Whole body plethysmography reveals differential ventilatory responses to ozone in rat models of cardiovascular disease.

To elucidate key factors of host susceptibility to air pollution, healthy and cardiovascular (CV)-compromised rats were exposed to air or ozone (O3) at 0.25, 0.5, or 1.0 ppm for 4 h. We hypothesized that rat strains with the least cardiac reserve would be most prone to develop significant health effects. Using flow whole body plethysmography (FWBP), ventilatory responses in healthy 3-month-old male rats [i.e. Wistar-Kyoto (WKY), Wistar (WIS), and Sprague-Dawley (SD) strains] were compared with hypertensive [i.e. spontaneously hypertensive (SH), fawn-hooded-hypertensive (FHH), and SH-stroke-prone (SHSP)] strains and obese [i.e.

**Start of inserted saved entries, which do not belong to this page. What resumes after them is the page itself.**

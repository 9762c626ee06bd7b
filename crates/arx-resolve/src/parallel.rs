//! Parallel finalization with ordered delivery
//!
//! Visiting runs in three steps:
//! 1. Walk the set on the caller's thread, collecting leaf units in order
//!    and enqueueing their finalization work
//! 2. Wait for the executor to complete all queued work, in any order
//! 3. Deliver every unit to the artifact visitor in collection order

use crate::artifacts::Artifacts;
use crate::queue::{OperationExecutor, OperationQueue};
use crate::set::ResolvedArtifactSet;
use crate::visitor::{ArtifactSource, ArtifactVisitor, VisitType, Visitor};

/// Resolved artifact set visited with concurrent finalization
#[derive(Debug)]
pub struct ParallelResolveArtifactSet<'a> {
    artifacts: &'a ResolvedArtifactSet,
    executor: &'a OperationExecutor,
}

impl<'a> ParallelResolveArtifactSet<'a> {
    /// Wrap `artifacts` for visiting through `executor`
    #[inline]
    #[must_use]
    pub fn wrap(artifacts: &'a ResolvedArtifactSet, executor: &'a OperationExecutor) -> Self {
        Self { artifacts, executor }
    }

    /// Finalize all leaves, then deliver them in order
    pub fn visit(&self, visitor: &mut dyn ArtifactVisitor) {
        if self.artifacts.is_empty() {
            return;
        }

        let requires_files = visitor.requires_files();
        let (units, scheduled) = self.executor.run_all(|queue| {
            let mut collector = FinalizingCollector {
                visitor: &mut *visitor,
                queue,
                requires_files,
                units: Vec::new(),
                scheduled: 0,
            };
            self.artifacts.visit(&mut collector);
            (collector.units, collector.scheduled)
        });

        tracing::debug!(
            units = units.len(),
            scheduled,
            parallel = self.executor.is_parallel(),
            "finalized artifact sets"
        );

        for unit in &units {
            unit.visit(visitor);
        }
    }
}

struct FinalizingCollector<'v, 'q> {
    visitor: &'v mut dyn ArtifactVisitor,
    queue: &'q dyn OperationQueue,
    requires_files: bool,
    units: Vec<Artifacts>,
    scheduled: usize,
}

impl Visitor for FinalizingCollector<'_, '_> {
    fn prepare_for_visit(&mut self, source: &ArtifactSource) -> VisitType {
        self.visitor.prepare_for_visit(source)
    }

    fn visit_artifacts(&mut self, artifacts: Artifacts) {
        if artifacts.start_finalization(self.queue, self.requires_files) {
            self.scheduled += 1;
        }
        self.units.push(artifacts);
    }
}

#[cfg(test)]
mod tests {
    use super::*;
    use crate::visitor::VariantDescriptor;
    use arx_artifact::{
        ArtifactId, ArtifactName, AttributeContainer, ComponentId, ResolvableArtifact, ResolveError,
    };
    use pretty_assertions::assert_eq;
    use std::path::PathBuf;
    use std::sync::atomic::{AtomicUsize, Ordering};
    use std::sync::Arc;
    use std::time::Duration;

    #[derive(Default)]
    struct Recorder {
        events: Vec<String>,
        metadata_only: bool,
        skip: Option<ComponentId>,
    }

    impl ArtifactVisitor for Recorder {
        fn prepare_for_visit(&mut self, source: &ArtifactSource) -> VisitType {
            match (&self.skip, source) {
                (Some(skip), ArtifactSource::Component(component)) if skip == component => {
                    VisitType::NoContents
                }
                _ => VisitType::Visit,
            }
        }

        fn requires_files(&self) -> bool {
            !self.metadata_only
        }

        fn visit_artifact(&mut self, _variant: &VariantDescriptor, artifact: &ResolvableArtifact) {
            self.events.push(artifact.id().file_name());
        }

        fn visit_failure(&mut self, failure: &ResolveError) {
            self.events.push(format!("failure: {failure}"));
        }
    }

    fn slow_leaf(name: &str, delay_ms: u64, calls: &Arc<AtomicUsize>) -> ResolvedArtifactSet {
        let component = ComponentId::module("org", name, "1.0");
        let id = ArtifactId::component(component.clone(), ArtifactName::new(name, "jar"));
        let counter = Arc::clone(calls);
        let path = PathBuf::from(format!("/cache/{name}.jar"));
        let artifact = ResolvableArtifact::lazy(id, false, Vec::new(), move || {
            std::thread::sleep(Duration::from_millis(delay_ms));
            counter.fetch_add(1, Ordering::SeqCst);
            Ok(path)
        });
        let variant = Arc::new(
            VariantDescriptor::new("runtime", AttributeContainer::new()).with_component(component),
        );
        ResolvedArtifactSet::single(variant, artifact)
    }

    #[test]
    fn delivery_order_ignores_completion_order() {
        let calls = Arc::new(AtomicUsize::new(0));
        let set = ResolvedArtifactSet::composite(vec![
            slow_leaf("a", 40, &calls),
            slow_leaf("b", 0, &calls),
            slow_leaf("c", 20, &calls),
        ]);
        let executor = OperationExecutor::with_threads(3).unwrap();
        let mut recorder = Recorder::default();

        ParallelResolveArtifactSet::wrap(&set, &executor).visit(&mut recorder);

        assert_eq!(recorder.events, vec!["a.jar", "b.jar", "c.jar"]);
        assert_eq!(calls.load(Ordering::SeqCst), 3);
    }

    #[test]
    fn metadata_only_visit_skips_file_resolution() {
        let calls = Arc::new(AtomicUsize::new(0));
        let leaves = vec![slow_leaf("a", 0, &calls), slow_leaf("b", 0, &calls)];
        let set = ResolvedArtifactSet::composite(leaves);
        let executor = OperationExecutor::shared_pool();
        let mut recorder = Recorder {
            metadata_only: true,
            ..Recorder::default()
        };

        ParallelResolveArtifactSet::wrap(&set, &executor).visit(&mut recorder);

        assert_eq!(recorder.events, vec!["a.jar", "b.jar"]);
        assert_eq!(calls.load(Ordering::SeqCst), 0);
    }

    #[test]
    fn skipped_sources_are_never_resolved() {
        let calls = Arc::new(AtomicUsize::new(0));
        let leaves = vec![slow_leaf("a", 0, &calls), slow_leaf("b", 0, &calls)];
        let set = ResolvedArtifactSet::composite(leaves);
        let executor = OperationExecutor::sequential();
        let mut recorder = Recorder {
            skip: Some(ComponentId::module("org", "a", "1.0")),
            ..Recorder::default()
        };

        ParallelResolveArtifactSet::wrap(&set, &executor).visit(&mut recorder);

        assert_eq!(recorder.events, vec!["b.jar"]);
        assert_eq!(calls.load(Ordering::SeqCst), 1);
    }

    #[test]
    fn failures_keep_their_position() {
        let calls = Arc::new(AtomicUsize::new(0));
        let set = ResolvedArtifactSet::composite(vec![
            ResolvedArtifactSet::failed(ResolveError::Graph("first".to_string())),
            slow_leaf("a", 5, &calls),
            ResolvedArtifactSet::failed(ResolveError::Graph("last".to_string())),
        ]);
        let executor = OperationExecutor::shared_pool();
        let mut recorder = Recorder::default();

        ParallelResolveArtifactSet::wrap(&set, &executor).visit(&mut recorder);

        assert_eq!(
            recorder.events,
            vec![
                "failure: dependency graph failure: first",
                "a.jar",
                "failure: dependency graph failure: last",
            ]
        );
    }

    #[test]
    fn empty_set_visits_nothing() {
        let executor = OperationExecutor::sequential();
        let mut recorder = Recorder::default();
        ParallelResolveArtifactSet::wrap(&ResolvedArtifactSet::EMPTY, &executor)
            .visit(&mut recorder);
        assert!(recorder.events.is_empty());
    }
}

SH-heart failure-prone (SHHF) and JCR:LA-cp, atherosclerosis-prone (JCR)] strains. SH were slower to acclimate to the FWBP chambers. At 0-h post-air-exposure, SHSP and SHHF exhibited hyperpnea, indicative of cardiopulmonary insufficiency. At 0-h-post-O3, all but one strain showed significant concentration-dependent decreases in minute volume [MV = tidal volume (TV) × breathing frequency]. Comparing air with 1.0 ppm responses, MV declined 20-27% in healthy, 21-42% in hypertensive, and 33% in JCR rats, but was unchanged in SHHF rats. Penh increased significantly in all strains, with disproportionate increases in "responder" WKY and FHH strains. By 20 h, most changes had resolved, although Penh remained elevated in WKY, SH, and SHSP. Based on the effective dose estimates (O3 ppm × h × MV), the most CV-compromised (SHSP and SHHF) strains received significantly greater O3 lung deposition (25% and 40%, respectively). Data support epidemiologic associations that individuals with cardiopulmonary insufficiency are at greater risk for urban pollutant exposure due, in part, to enhanced lung deposition and exacerbation of hypoxia and pathophysiologic processes of heart failure.